I have always found John M Hayes to be reliable, efficient and accurate.
Ryan Reed, Director, H.F.T. Gough & Co Ltd
Welcome to a round-up of legal cost news.
This week Irwin Mitchell Solicitors found themselves on the receiving end of what Professor Dominic Regan described on twitter as a “coruscating judgment from genial DJ Besford” in Yesil v Doncaster NHS Trust. In this case, the Claimant Solicitor had changed the funding from legal aid to CFA shortly before April 2013 but had seemingly failed on paper or in person to advise the Claimant of the implications. There was no evidence that the Claimant had been given the appropriate relevant advice and DJ Besford is reported as saying:
“In my judgement it is inconceivable that a client would not consider the option of an additional 10% uplift on general damages a material factor. The omission to raise this factor, even if the claimant immediately rejected it, seriously calls into question the adequacy of the advice given. Irwin Mitchell would appear to have been not so much ‘leaning’ one way, as giving advice tailored to a decision they had already made. Where one of two or more options available to a client is more financially beneficial to the solicitor, the need for transparency becomes ever greater.”

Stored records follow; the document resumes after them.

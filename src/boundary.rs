//! Monitored airspace boundaries, loaded from an ArcGIS FeatureServer query response.

use std::path::Path;

use rayon::prelude::*;
use serde::{Deserialize, Serialize};
use tracing::info;

use crate::error::{Error, Result};
use crate::geo::LatLon;
use crate::overflight::Ring;
use crate::route::null_as_empty;

#[derive(Clone, Copy, Debug, PartialEq, Serialize)]
pub enum Altitude {
    Agl(i32),
    Msl(i32),
}

/// Vertical limits of a boundary. `None` means unbounded on that side.
#[derive(Clone, Copy, Debug, Default, PartialEq, Serialize)]
pub struct AltitudeRestriction {
    pub bottom: Option<Altitude>,
    pub top: Option<Altitude>,
}

impl AltitudeRestriction {
    pub fn new(bottom: Altitude, top: Altitude) -> Self {
        fn bound(alt: Altitude) -> Option<Altitude> {
            match alt {
                Altitude::Agl(0) => None,
                alt => Some(alt),
            }
        }

        AltitudeRestriction {
            bottom: bound(bottom),
            top: bound(top),
        }
    }
}

#[derive(Clone, Debug)]
pub struct Boundary {
    pub ident: String,
    pub name: String,
    pub altitude: AltitudeRestriction,
    pub rings: Vec<Ring>,
}

impl Boundary {
    pub fn new<S: Into<String>>(ident: S, name: S, rings: Vec<Vec<LatLon>>) -> Self {
        Boundary {
            ident: ident.into(),
            name: name.into(),
            altitude: AltitudeRestriction::default(),
            rings: rings.into_iter().map(Ring::new).collect(),
        }
    }

    pub fn contains(&self, point: LatLon) -> bool {
        self.rings.iter().any(|r| r.contains(point))
    }

    fn from_feature(feature: Feature) -> Result<Boundary> {
        let attrs = feature.attributes;
        let bottom = parse_altitude(attrs.lower_val, attrs.lower_uom.as_deref(), attrs.lower_code.as_deref())?;
        let top = parse_altitude(attrs.upper_val, attrs.upper_uom.as_deref(), attrs.upper_code.as_deref())?;

        if feature.geometry.rings.iter().flatten().any(|c| c.len() != 2) {
            return Err(Error::InvalidCoordinate { feature: attrs.ident });
        }

        // ArcGIS orders coordinates lon, lat.
        let rings = feature
            .geometry
            .rings
            .into_iter()
            .map(|ring| Ring::new(ring.into_iter().map(|c| LatLon::new(c[1], c[0])).collect()))
            .collect();

        Ok(Boundary {
            ident: attrs.ident,
            name: attrs.name,
            altitude: AltitudeRestriction::new(bottom, top),
            rings,
        })
    }
}

fn parse_altitude(val: Option<i32>, uom: Option<&str>, code: Option<&str>) -> Result<Altitude> {
    let val = val.unwrap_or(0);
    if uom.is_none() && code.is_none() {
        return Ok(Altitude::Agl(0));
    }

    if uom != Some("FT") {
        return Err(Error::UnsupportedAltitude {
            unit: uom.unwrap_or("none").to_string(),
        });
    }

    match code {
        Some("SFC") | Some("AGL") => Ok(Altitude::Agl(val)),
        Some("MSL") => Ok(Altitude::Msl(val)),
        other => Err(Error::UnsupportedAltitude {
            unit: other.unwrap_or("none").to_string(),
        }),
    }
}

#[derive(Deserialize)]
struct AirspaceBoundaryResponse {
    #[serde(default)]
    features: Vec<Feature>,
}

#[derive(Deserialize)]
struct Feature {
    attributes: Attributes,
    #[serde(default)]
    geometry: Geometry,
}

#[derive(Deserialize)]
#[serde(rename_all = "SCREAMING_SNAKE_CASE")]
struct Attributes {
    #[serde(default, deserialize_with = "null_as_empty")]
    ident: String,
    #[serde(default, deserialize_with = "null_as_empty")]
    name: String,
    #[serde(default)]
    upper_val: Option<i32>,
    #[serde(default)]
    upper_uom: Option<String>,
    #[serde(default)]
    upper_code: Option<String>,
    #[serde(default)]
    lower_val: Option<i32>,
    #[serde(default)]
    lower_uom: Option<String>,
    #[serde(default)]
    lower_code: Option<String>,
}

#[derive(Deserialize, Default)]
struct Geometry {
    #[serde(default)]
    rings: Vec<Vec<Vec<f64>>>,
}

/// Parses every feature of a query response. One bad feature fails the lot, so callers can keep
/// the boundaries they already have.
pub fn from_arcgis(json: &str) -> Result<Vec<Boundary>> {
    let response: AirspaceBoundaryResponse = serde_json::from_str(json)?;
    let boundaries = response
        .features
        .into_par_iter()
        .map(Boundary::from_feature)
        .collect::<Result<Vec<_>>>()?;

    info!(boundaries = boundaries.len(), "Airspace boundaries loaded");
    Ok(boundaries)
}

pub fn load_file<P: AsRef<Path>>(path: P) -> Result<Vec<Boundary>> {
    from_arcgis(&std::fs::read_to_string(path)?)
}
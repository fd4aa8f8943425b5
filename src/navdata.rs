use std::collections::HashMap;

use derive_builder::Builder;

use crate::geo::{GeoPoint, LatLon};

pub mod parse;

#[derive(Clone, Debug, Builder)]
#[builder(setter(into))]
pub struct Aerodrome {
    pub icao: String,
    /// IATA or FAA code, when the aerodrome has one.
    #[builder(default)]
    pub alias: Option<String>,
    pub location: LatLon,
}

impl Aerodrome {
    pub fn point(&self) -> GeoPoint {
        GeoPoint::named(self.icao.clone(), self.location)
    }
}

#[derive(Clone, Debug, Builder)]
#[builder(setter(into))]
pub struct Fix {
    pub ident: String,
    pub location: LatLon,
}

impl Fix {
    pub fn point(&self) -> GeoPoint {
        GeoPoint::named(self.ident.clone(), self.location)
    }
}

#[derive(Clone, Debug)]
pub struct Airway {
    pub ident: String,
    pub stops: Vec<Fix>,
}

impl Airway {
    pub fn position(&self, name: &str) -> Option<usize> {
        self.stops.iter().position(|s| s.ident == name)
    }

    pub fn contains(&self, name: &str) -> bool {
        self.position(name).is_some()
    }

    /// Stops strictly between `from` and `to`, in travel order. Works both ways along the airway.
    pub fn between(&self, from: usize, to: usize) -> Vec<&Fix> {
        if from < to {
            self.stops[from + 1..to].iter().collect()
        } else if to < from {
            self.stops[to + 1..from].iter().rev().collect()
        } else {
            Vec::new()
        }
    }
}

#[derive(Clone, Copy, Debug, Eq, PartialEq, Hash)]
pub enum ProcedureKind {
    Departure,
    Arrival,
    Approach,
}

impl ProcedureKind {
    pub fn is_departure(self) -> bool {
        self == ProcedureKind::Departure
    }

    pub fn is_arrival(self) -> bool {
        self == ProcedureKind::Arrival || self == ProcedureKind::Approach
    }
}

#[derive(Clone, Debug, PartialEq)]
pub enum Instruction {
    To(GeoPoint),
    /// Leg without a fixed endpoint (heading, vector, hold).
    Unreferenced,
}

#[derive(Clone, Debug)]
pub struct ProcedureRoute {
    pub entry: Option<String>,
    pub exit: Option<String>,
    pub instructions: Vec<Instruction>,
}

#[derive(Clone, Debug)]
pub struct Procedure {
    pub ident: String,
    pub kind: ProcedureKind,
    pub airport: String,
    pub routes: Vec<ProcedureRoute>,
}

impl Procedure {
    /// First route matching the given transitions. `None` leaves that side unspecified.
    pub fn select_route(&self, entry: Option<&str>, exit: Option<&str>) -> Option<&ProcedureRoute> {
        fn matches(wanted: Option<&str>, have: &Option<String>) -> bool {
            wanted.map_or(true, |w| have.as_deref() == Some(w))
        }

        self.routes
            .iter()
            .find(|r| matches(entry, &r.entry) && matches(exit, &r.exit))
    }
}

/// Read-only lookup tables for one navigation data cycle.
///
/// Same-named fixes, airways and procedures keep the order they were handed in;
/// that order is the tie-break wherever a lookup has to pick one.
#[derive(Debug, Default)]
pub struct NavIndex {
    aerodromes: HashMap<String, Aerodrome>,
    aliases: HashMap<String, String>,
    fixes: HashMap<String, Vec<Fix>>,
    airways: HashMap<String, Vec<Airway>>,
    procedures: HashMap<String, Vec<Procedure>>,
}

impl NavIndex {
    pub fn from_parts<A, F, W, P>(aerodromes: A, fixes: F, airways: W, procedures: P) -> Self
    where
        A: IntoIterator<Item = Aerodrome>,
        F: IntoIterator<Item = Fix>,
        W: IntoIterator<Item = Airway>,
        P: IntoIterator<Item = Procedure>,
    {
        let mut index = NavIndex::default();

        for mut ad in aerodromes {
            ad.icao = ad.icao.to_uppercase();
            ad.alias = ad.alias.map(|a| a.to_uppercase());
            if let Some(alias) = &ad.alias {
                index
                    .aliases
                    .entry(alias.clone())
                    .or_insert_with(|| ad.icao.clone());
            }
            index.aerodromes.entry(ad.icao.clone()).or_insert(ad);
        }

        for mut fix in fixes {
            fix.ident = fix.ident.to_uppercase();
            index.fixes.entry(fix.ident.clone()).or_default().push(fix);
        }

        for mut awy in airways {
            awy.ident = awy.ident.to_uppercase();
            for stop in &mut awy.stops {
                stop.ident = stop.ident.to_uppercase();
            }
            index.airways.entry(awy.ident.clone()).or_default().push(awy);
        }

        for mut prc in procedures {
            prc.ident = prc.ident.to_uppercase();
            prc.airport = prc.airport.to_uppercase();
            for route in &mut prc.routes {
                route.entry = route.entry.take().map(|e| e.to_uppercase());
                route.exit = route.exit.take().map(|e| e.to_uppercase());
            }
            index.procedures.entry(prc.ident.clone()).or_default().push(prc);
        }

        index
    }

    pub fn aerodrome(&self, icao: &str) -> Option<&Aerodrome> {
        self.aerodromes.get(icao)
    }

    pub fn aerodrome_by_alias(&self, code: &str) -> Option<&Aerodrome> {
        self.aliases.get(code).and_then(|icao| self.aerodromes.get(icao))
    }

    pub fn fixes(&self, ident: &str) -> &[Fix] {
        self.fixes.get(ident).map(Vec::as_slice).unwrap_or(&[])
    }

    pub fn airways(&self, ident: &str) -> &[Airway] {
        self.airways.get(ident).map(Vec::as_slice).unwrap_or(&[])
    }

    pub fn procedures(&self, ident: &str) -> &[Procedure] {
        self.procedures.get(ident).map(Vec::as_slice).unwrap_or(&[])
    }

    pub fn aerodrome_count(&self) -> usize {
        self.aerodromes.len()
    }

    pub fn fix_count(&self) -> usize {
        self.fixes.values().map(Vec::len).sum()
    }

    pub fn airway_count(&self) -> usize {
        self.airways.values().map(Vec::len).sum()
    }

    pub fn procedure_count(&self) -> usize {
        self.procedures.values().map(Vec::len).sum()
    }
}
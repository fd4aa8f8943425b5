//! Route expansion and regional relevance for live air traffic.
//!
//! Flight plan route strings are walked against a navigation index to produce drawable point
//! sequences, and each flight is classified by whether it departs from, arrives at, or is currently
//! over monitored airspace.

#![deny(clippy::all)]
#![forbid(unsafe_code)]

pub mod boundary;
pub mod error;
pub mod geo;
pub mod navdata;
pub mod overflight;
pub mod relevance;
pub mod resolver;
pub mod route;
pub mod snapshot;
pub mod store;
pub mod txt_data;

pub use crate::boundary::Boundary;
pub use crate::error::{Error, Result};
pub use crate::geo::{GeoPoint, LatLon};
pub use crate::navdata::NavIndex;
pub use crate::overflight::is_overflight;
pub use crate::relevance::{classify, RelevanceCategory};
pub use crate::route::{resolve, FlightPlan, ResolvedRoute, RouteElement};
pub use crate::snapshot::{digest, Digest, TrackedFlight};
pub use crate::store::{Store, Tables};
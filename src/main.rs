#![deny(clippy::all)]
#![forbid(unsafe_code)]

use std::error::Error;
use std::fs::File;
use std::io::prelude::*;
use std::io::BufWriter;
use std::path::PathBuf;

use structopt::StructOpt;
use tracing::info;
use tracing_subscriber::EnvFilter;

use foresite::store::Tables;
use foresite::{boundary, navdata, snapshot};

#[derive(StructOpt)]
#[structopt(about = "Filters a live traffic snapshot down to regionally relevant flights")]
struct Args {
    /// Live traffic snapshot (JSON)
    #[structopt(name = "snapshot", parse(from_os_str))]
    snapshot: PathBuf,
    /// Navigation data text file
    #[structopt(short = "n", long = "navdata", parse(from_os_str))]
    navdata: PathBuf,
    /// Monitored airspace boundaries (ArcGIS query JSON)
    #[structopt(short = "b", long = "boundaries", parse(from_os_str))]
    boundaries: Option<PathBuf>,
    #[structopt(
        short = "o",
        long = "output",
        parse(from_os_str),
        default_value = "./tracked.json"
    )]
    output: PathBuf,
    /// Worker threads for route resolution. Defaults to one per core.
    #[structopt(short = "t", long = "threads")]
    threads: Option<usize>,
}

fn main() -> Result<(), Box<dyn Error>> {
    tracing_subscriber::fmt()
        .with_env_filter(EnvFilter::try_from_default_env().unwrap_or_else(|_| EnvFilter::new("info")))
        .init();

    let args = Args::from_args();

    if let Some(threads) = args.threads {
        rayon::ThreadPoolBuilder::new()
            .num_threads(threads)
            .build_global()?;
    }

    info!(path = %args.navdata.display(), "Loading navigation data...");
    let nav = navdata::parse::load_file(&args.navdata)?;

    let boundaries = match &args.boundaries {
        Some(path) => {
            info!(path = %path.display(), "Loading airspace boundaries...");
            boundary::load_file(path)?
        }
        None => Vec::new(),
    };

    let tables = Tables::new(nav, boundaries);

    info!(path = %args.snapshot.display(), "Processing traffic snapshot...");
    let whazzup = snapshot::load_file(&args.snapshot)?;
    let digest = snapshot::digest(&whazzup, &tables);

    info!(path = %args.output.display(), flights = digest.flights.len(), "Writing tracked flights...");
    let mut output = BufWriter::new(File::create(&args.output)?);
    serde_json::to_writer_pretty(&mut output, &digest)?;
    output.write_all(b"\n")?;
    output.flush()?;
    Ok(())
}
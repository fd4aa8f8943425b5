use foresite::navdata::parse;
use foresite::snapshot::{self, Feed};
use foresite::txt_data::DataFile;
use foresite::{boundary, classify, resolve, FlightPlan, RelevanceCategory, RouteElement, Store, Tables};

const NAVDATA: &str = "\
;==========================================
; Aerodromes
APT KJFK JFK 40-38-23.740N 073-46-43.293W
APT KLAX LAX 33-56-33.000N 118-24-29.000W
APT KBOS BOS 42.3656 -71.0096
;==========================================
; Fixes
FIX MERIT 41.3819 -73.1367
FIX HFD 41.6400 -72.5470
FIX PUT 41.9560 -71.8440
FIX ABCXY 42.1500 -71.3000
FIX MERIT -33.0 151.0
;==========================================
; Airways
AWY J121 10 MERIT
AWY J121 20 HFD
AWY J121 30 PUT
AWY J121 40 ABCXY
;==========================================
; Procedures
SID DEEZZ5 KJFK RW31L * *
SID DEEZZ5 KJFK * MERIT DEEZZ 40.75 -73.60
SID DEEZZ5 KJFK * MERIT MERIT
STAR ROBUC3 KBOS ABCXY * @ 42.30 -71.10
STAR ROBUC3 KBOS ABCXY * *
";

const BOUNDARIES: &str = r#"{
    "features": [{
        "attributes": {"IDENT": "ZNY", "NAME": "NEW YORK", "LOWER_UOM": "FT", "LOWER_CODE": "SFC",
                       "LOWER_VAL": 0, "UPPER_UOM": "FT", "UPPER_CODE": "MSL", "UPPER_VAL": 60000},
        "geometry": {"rings": [[[-75.0, 38.0], [-69.0, 38.0], [-69.0, 43.0], [-75.0, 43.0]]]}
    }]
}"#;

const WHAZZUP: &str = r#"{
    "updatedAt": "2024-05-01T12:00:00Z",
    "clients": {
        "pilots": [
            {"id": 1, "callsign": "AAL100",
             "lastTrack": {"latitude": 40.7, "longitude": -74.0},
             "flightPlan": {"departureId": "KJFK", "arrivalId": "KLAX", "route": "DCT"}},
            {"id": 2, "callsign": "AMX001",
             "lastTrack": {"latitude": 40.0, "longitude": -71.0},
             "flightPlan": {"departureId": "MMMX", "arrivalId": "EGLL", "route": "UPTUB N0480F370 DCT"}},
            {"id": 3, "callsign": "BAW15",
             "lastTrack": {"latitude": 51.0, "longitude": -20.0},
             "flightPlan": {"departureId": "EGLL", "arrivalId": "OMDB", "route": "DVR L9 KONAN"}},
            {"id": 4, "callsign": "JBU22",
             "lastTrack": {"latitude": 41.0, "longitude": -73.0},
             "flightPlan": {"departureId": "JFK", "arrivalId": "KBOS",
                            "route": "DEEZZ5 MERIT J121 ABCXY ROBUC3"}},
            {"id": 5, "callsign": "N172SP", "lastTrack": {"latitude": 40.8, "longitude": -73.1}}
        ]
    }
}"#;

fn tables() -> Tables {
    let nav = parse::load(&DataFile::from_text(NAVDATA));
    Tables::new(nav, boundary::from_arcgis(BOUNDARIES).unwrap())
}

fn names(elements: &[RouteElement]) -> Vec<String> {
    elements
        .iter()
        .map(|e| match e {
            RouteElement::Point(p) => p.name().unwrap_or("@").to_string(),
            RouteElement::Gap => "-".to_string(),
        })
        .collect()
}

#[test]
fn digest_keeps_relevant_and_overflying_flights() {
    let whazzup = snapshot::from_json(WHAZZUP).unwrap();
    let digest = snapshot::digest(&whazzup, &tables());

    let callsigns: Vec<_> = digest.flights.iter().map(|f| f.callsign.as_str()).collect();
    assert_eq!(callsigns, vec!["AAL100", "AMX001", "JBU22"]);

    let aal = &digest.flights[0];
    assert_eq!(aal.category, RelevanceCategory::DOMESTIC);
    assert_eq!(names(aal.route.elements()), vec!["KJFK", "KLAX"]);

    let amx = &digest.flights[1];
    assert_eq!(amx.category, RelevanceCategory::NON_RELEVANT);
    assert!(amx.overflight);
    assert!(amx.route.is_empty());
}

#[test]
fn full_route_through_procedures_and_airway() {
    let tables = tables();
    let plan = FlightPlan::new(Some("JFK"), Some("KBOS"), "DEEZZ5 MERIT J121 ABCXY ROBUC3");

    assert_eq!(
        names(resolve(&plan, &tables.nav).elements()),
        vec!["KJFK", "DEEZZ", "MERIT", "MERIT", "HFD", "PUT", "ABCXY", "@", "-", "KBOS"]
    );
    assert_eq!(classify(&plan, &tables.nav), RelevanceCategory::DOMESTIC);
}

#[test]
fn reverse_airway_walks_backwards() {
    let tables = tables();
    let plan = FlightPlan::new(Some("KBOS"), Some("KJFK"), "ABCXY J121 MERIT");

    assert_eq!(
        names(resolve(&plan, &tables.nav).elements()),
        vec!["KBOS", "ABCXY", "PUT", "HFD", "MERIT", "KJFK"]
    );
}

#[test]
fn feed_survives_a_bad_fetch() {
    let store = Store::new(tables());
    let feed = Feed::default();

    let first = feed.update(snapshot::from_json(WHAZZUP), &store).unwrap();
    let second = feed.update(snapshot::from_json("<html>502</html>"), &store).unwrap();
    assert_eq!(first.flights.len(), second.flights.len());
    assert_eq!(second.updated_at.as_deref(), Some("2024-05-01T12:00:00Z"));
}

#[test]
fn digest_serializes_for_the_map() {
    let whazzup = snapshot::from_json(WHAZZUP).unwrap();
    let digest = snapshot::digest(&whazzup, &tables());
    let json = serde_json::to_value(&digest).unwrap();

    assert_eq!(json["updatedAt"], "2024-05-01T12:00:00Z");
    assert_eq!(json["flights"][0]["category"], "domestic");
    assert_eq!(json["flights"][0]["route"][0]["kind"], "point");
    assert_eq!(json["flights"][0]["route"][0]["name"], "KJFK");
    assert_eq!(json["flights"][1]["overflight"], true);
}
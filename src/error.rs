use custom_error::custom_error;

pub type Result<T> = std::result::Result<T, Error>;

custom_error! {pub Error
    Io{source: std::io::Error} = "I/O error",
    Json{source: serde_json::Error} = "JSON error",
    NotYielded = "No item was yielded",
    UnsupportedAltitude{unit: String} = "Unsupported altitude {unit}",
    InvalidCoordinate{feature: String} = "Invalid coordinate in {feature}"
}
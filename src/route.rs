//! Expands a flight plan's route string into geographic points.
//!
//! The walk is a fold over route tokens. Its state is the last fixed point, an airway waiting for
//! its exit fix, and the points emitted so far. Tokens that resolve to nothing are skipped, so a
//! garbled route still yields whatever could be placed.

use std::iter;

use itertools::Itertools;
use serde::{Deserialize, Deserializer, Serialize};
use tracing::debug;

use crate::geo::GeoPoint;
use crate::navdata::{Aerodrome, Airway, Instruction, NavIndex, Procedure};
use crate::resolver::{self, Resolution};

const DIRECT: &str = "DCT";

#[derive(Clone, Debug, Default, PartialEq, Deserialize, Serialize)]
#[serde(rename_all = "camelCase")]
pub struct FlightPlan {
    #[serde(default)]
    pub departure_id: Option<String>,
    #[serde(default)]
    pub arrival_id: Option<String>,
    #[serde(default, deserialize_with = "null_as_empty")]
    pub route: String,
}

pub(crate) fn null_as_empty<'de, D: Deserializer<'de>>(de: D) -> Result<String, D::Error> {
    Ok(Option::<String>::deserialize(de)?.unwrap_or_default())
}

impl FlightPlan {
    pub fn new<S: Into<String>>(departure: Option<&str>, arrival: Option<&str>, route: S) -> Self {
        FlightPlan {
            departure_id: departure.map(str::to_string),
            arrival_id: arrival.map(str::to_string),
            route: route.into(),
        }
    }
}

#[derive(Clone, Debug, PartialEq, Serialize)]
#[serde(tag = "kind", rename_all = "lowercase")]
pub enum RouteElement {
    Point(GeoPoint),
    /// A leg that could not be placed on the map. Breaks line drawing.
    Gap,
}

impl From<&Instruction> for RouteElement {
    fn from(instruction: &Instruction) -> Self {
        match instruction {
            Instruction::To(point) => RouteElement::Point(point.clone()),
            Instruction::Unreferenced => RouteElement::Gap,
        }
    }
}

#[derive(Clone, Debug, Default, PartialEq, Serialize)]
#[serde(transparent)]
pub struct ResolvedRoute(Vec<RouteElement>);

impl ResolvedRoute {
    pub fn elements(&self) -> &[RouteElement] {
        &self.0
    }

    pub fn len(&self) -> usize {
        self.0.len()
    }

    pub fn is_empty(&self) -> bool {
        self.0.is_empty()
    }

    pub fn points(&self) -> impl Iterator<Item = &GeoPoint> {
        self.0.iter().filter_map(|e| match e {
            RouteElement::Point(p) => Some(p),
            RouteElement::Gap => None,
        })
    }
}

/// Upper-cased route tokens with any `/speed-level` suffix removed.
pub fn tokenize(route: &str) -> impl Iterator<Item = String> + '_ {
    route.split_whitespace().filter_map(|t| {
        t.split('/')
            .next()
            .filter(|t| !t.is_empty())
            .map(str::to_uppercase)
    })
}

struct Scope<'a> {
    nav: &'a NavIndex,
    /// Departure and arrival identifiers, used to pick between same-named procedures.
    airports: Vec<String>,
}

struct Walk<'a> {
    last: Option<GeoPoint>,
    pending: Option<&'a Airway>,
    out: Vec<RouteElement>,
}

impl<'a> Walk<'a> {
    fn start(departure: Option<&Aerodrome>) -> Self {
        let last = departure.map(Aerodrome::point);
        Walk {
            out: last.iter().cloned().map(RouteElement::Point).collect(),
            last,
            pending: None,
        }
    }

    fn last_name(&self) -> Option<&str> {
        self.last.as_ref().and_then(GeoPoint::name)
    }

    /// Emits the stops of the pending airway between `last` and `endpoint`.
    fn flush_airway(mut self, endpoint: &str) -> Self {
        if let Some(airway) = self.pending.take() {
            let entry = self.last_name().and_then(|name| airway.position(name));
            match (entry, airway.position(endpoint)) {
                (Some(from), Some(to)) => self.out.extend(
                    airway
                        .between(from, to)
                        .into_iter()
                        .map(|stop| RouteElement::Point(stop.point())),
                ),
                _ => debug!(airway = %airway.ident, endpoint, "Airway does not join up, skipping"),
            }
        }
        self
    }

    fn arrive_at(self, point: GeoPoint) -> Self {
        let endpoint = point.name.clone().unwrap_or_default();
        let mut walk = self.flush_airway(&endpoint);
        walk.out.push(RouteElement::Point(point.clone()));
        walk.last = Some(point);
        walk
    }

    fn fly_procedure(mut self, scope: &Scope<'a>, variants: &'a [Procedure], next: Option<&str>) -> Self {
        let procedure = match resolver::scoped_procedure(variants, &scope.airports) {
            Some(p) => p,
            None => return self,
        };

        let departure = next
            .filter(|_| procedure.kind.is_departure())
            .and_then(|next| procedure.select_route(None, Some(next)));
        let selected = departure.or_else(|| {
            self.last_name()
                .filter(|_| procedure.kind.is_arrival())
                .and_then(|last| procedure.select_route(Some(last), None))
        });

        match selected {
            Some(route) => self.out.extend(route.instructions.iter().map(RouteElement::from)),
            None => {
                for (i, route) in procedure.routes.iter().enumerate() {
                    if i > 0 {
                        self.out.push(RouteElement::Gap);
                    }
                    self.out.extend(route.instructions.iter().map(RouteElement::from));
                }
            }
        }
        self
    }

    fn step(mut self, scope: &Scope<'a>, token: &str, next: Option<&str>) -> Self {
        if token == DIRECT {
            return self;
        }

        match resolver::resolve_token(token, scope.nav) {
            Resolution::Aerodrome(ad) => self.arrive_at(ad.point()),
            Resolution::Procedure(variants) => self.fly_procedure(scope, variants, next),
            Resolution::Fix(fixes) => {
                let from = self.last.as_ref().map(|p| p.latlon);
                match resolver::nearest_fix(fixes, from) {
                    Some(fix) => self.arrive_at(fix.point()),
                    None => self,
                }
            }
            Resolution::Airway(variants) => {
                self.pending = resolver::airway_from(variants, self.last_name());
                self
            }
            Resolution::Unresolvable => {
                debug!(token, "Unresolvable route token");
                self.pending = None;
                self
            }
        }
    }

    fn finish(mut self, arrival: Option<&Aerodrome>) -> ResolvedRoute {
        if let Some(ad) = arrival {
            self.out.push(RouteElement::Point(ad.point()));
        }

        ResolvedRoute(
            self.out
                .into_iter()
                .filter(|e| !matches!(e, RouteElement::Point(p) if p.is_artifact()))
                .collect(),
        )
    }
}

/// Resolves a flight plan to the points it passes through, departure and arrival included when
/// they are known aerodromes.
pub fn resolve(plan: &FlightPlan, nav: &NavIndex) -> ResolvedRoute {
    let departure = plan
        .departure_id
        .as_deref()
        .and_then(|id| resolver::find_aerodrome(id, nav));
    let arrival = plan
        .arrival_id
        .as_deref()
        .and_then(|id| resolver::find_aerodrome(id, nav));

    let scope = Scope {
        nav,
        airports: vec![
            airport_key(departure, plan.departure_id.as_deref()),
            airport_key(arrival, plan.arrival_id.as_deref()),
        ]
        .into_iter()
        .flatten()
        .collect(),
    };

    let tokens: Vec<String> = tokenize(&plan.route).collect();
    tokens
        .iter()
        .map(|t| Some(t.as_str()))
        .chain(iter::once(None))
        .tuple_windows()
        .filter_map(|(token, next)| token.map(|token| (token, next)))
        .fold(Walk::start(departure), |walk, (token, next)| {
            walk.step(&scope, token, next)
        })
        .finish(arrival)
}

fn airport_key(resolved: Option<&Aerodrome>, raw: Option<&str>) -> Option<String> {
    resolved
        .map(|ad| ad.icao.clone())
        .or_else(|| raw.map(|r| r.trim().to_uppercase()))
}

Whether you see this judgment as the damaging effect of poor file notes and record keeping or a worrying development and trouble ahead for those who also dropped legal aid in favour of CFA pre-LASPO, time will tell.
This week also saw the Court of Appeal in Summers v Bundy strike down a Judge’s decision not to award the 10% Simmons uplift in a legal aid case confirming there was no discretion allowed within the decision. Find out more here. There was commentary from Nigel Poole QC calling for the government “to be honest” about its proposals for Access to Justice and fixed fee costs in clinical negligence work; a suggestion that the £250,000 limit proposed for fixed costs could be varied here and a helpful updating and summary piece by Suffolk Solicitor, Stevan Stratton Dispelling the insurer myths of Personal Injury Claimants.
We thought this article in the Guardian was an interesting perspective from a litigant in person bounced from the small claims court to the multi-track (due to complexity not quantum) in a “David and Goliath” meeting between a bookie and the horse racing authority and the legal costs consequences which make this litigation a gamble of the very worst kind.
Legal Aid continues to ramp up the action in the count down towards the CCMS mandatory introduction 1st April 2016. Have your say on recent progress with the legal aid handbook CCMS survey: the handbook has popularised the #hastag #CCMSFail on twitter in recent weeks. Speaking of which, it now seems that the Legal Aid Agency is advocating ex-gratia payment applications for claiming costs for #CCMS fail.
And finally, there will be massive and widespread support from all of us at John M Hayes, cheering on our Michael Fitzpatrick as he races in the Vitality half marathon in Liverpool on Sunday. Good Luck Michael!